Dirckx offers first-hand, moving accounts from recent natural disasters to consider questions of theodicy, writing as a scientist, for a readership not necessarily versed in theology. Her main thrust is to challenge those who approach the question of her subtitle with too narrow or dualistic assumptions: the word “natural”, for instance, denotes a complex and broken world, with a great beauty that has often resulted from cataclysmic events. Human beings contribute to that brokenness and beauty through action and inaction, corruption, injustice and neglect, often turning lethal disasters into catastrophes — climate change is a case in point. There is no such thing, she says, as an entirely natural disaster. Drawing on a range of scientist-theologians and writers, she explores different approaches to spiritual sin and healing, to conclude that the world is not merely physical, but “there is also a deep brokenness, woven into the very fabric of our existence . . . forces of evil that are at work in nature.”

The yearning for a harmonious existence is universal, but humanity is incapable of mending that brokenness. The human stories witness not only to disaster, but also to the presence of God in the trauma and grief, who enables hope, and the human response in love that ameliorates, with a heightened sense of the preciousness of life.

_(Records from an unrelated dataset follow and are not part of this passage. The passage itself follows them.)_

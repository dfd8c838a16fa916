//! Core time-series InSAR modules

pub mod dates;
pub mod pairs;
pub mod pairs_factory;
pub mod tsmodels;
pub mod baselines;
pub mod lstsq;
pub mod inversion;

// Re-export main types
pub use dates::{parse_date, parse_date_with, season_of_month, str_to_dates, NameParser};
pub use pairs::{Pair, Pairs, PairsSelector, SortKey, PAIR_DATE_FORMAT};
pub use pairs_factory::PairsFactory;
pub use tsmodels::{AnnualSinusoidalModel, LinearModel, TimeSeriesModel, Timeline};
pub use baselines::Baselines;
pub use lstsq::{
    batch_lstsq, censored_lstsq, patch_columns, BatchLstsqParams, BatchSolver, DesignMatrix,
    FixedMemory, MemoryEstimator, SystemMemory,
};
pub use inversion::{
    fill_masked, InversionParams, InversionResult, NSBASInversion, NSBASMatrixFactory, DEFAULT_GAMMA,
};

There was a violent earthquake as Mary Magdalene came to the tomb: the very moment of resurrection marked by a “natural” occurrence alongside the human response (Matthew 28.1-2). That is the strength of this accessible, well-written book: that it challenges any narrow understanding of “natural” to locate humanity in the thick of things, where darkness and light are both alike.
 

The Revd Frances Ward is a parish priest in West Cumbria, the former Dean of St Edmundsbury, and the author of Like There’s No Tomorrow: Climate crisis, eco-anxiety and God (Sacristy Press) (Books, 21 August 2020).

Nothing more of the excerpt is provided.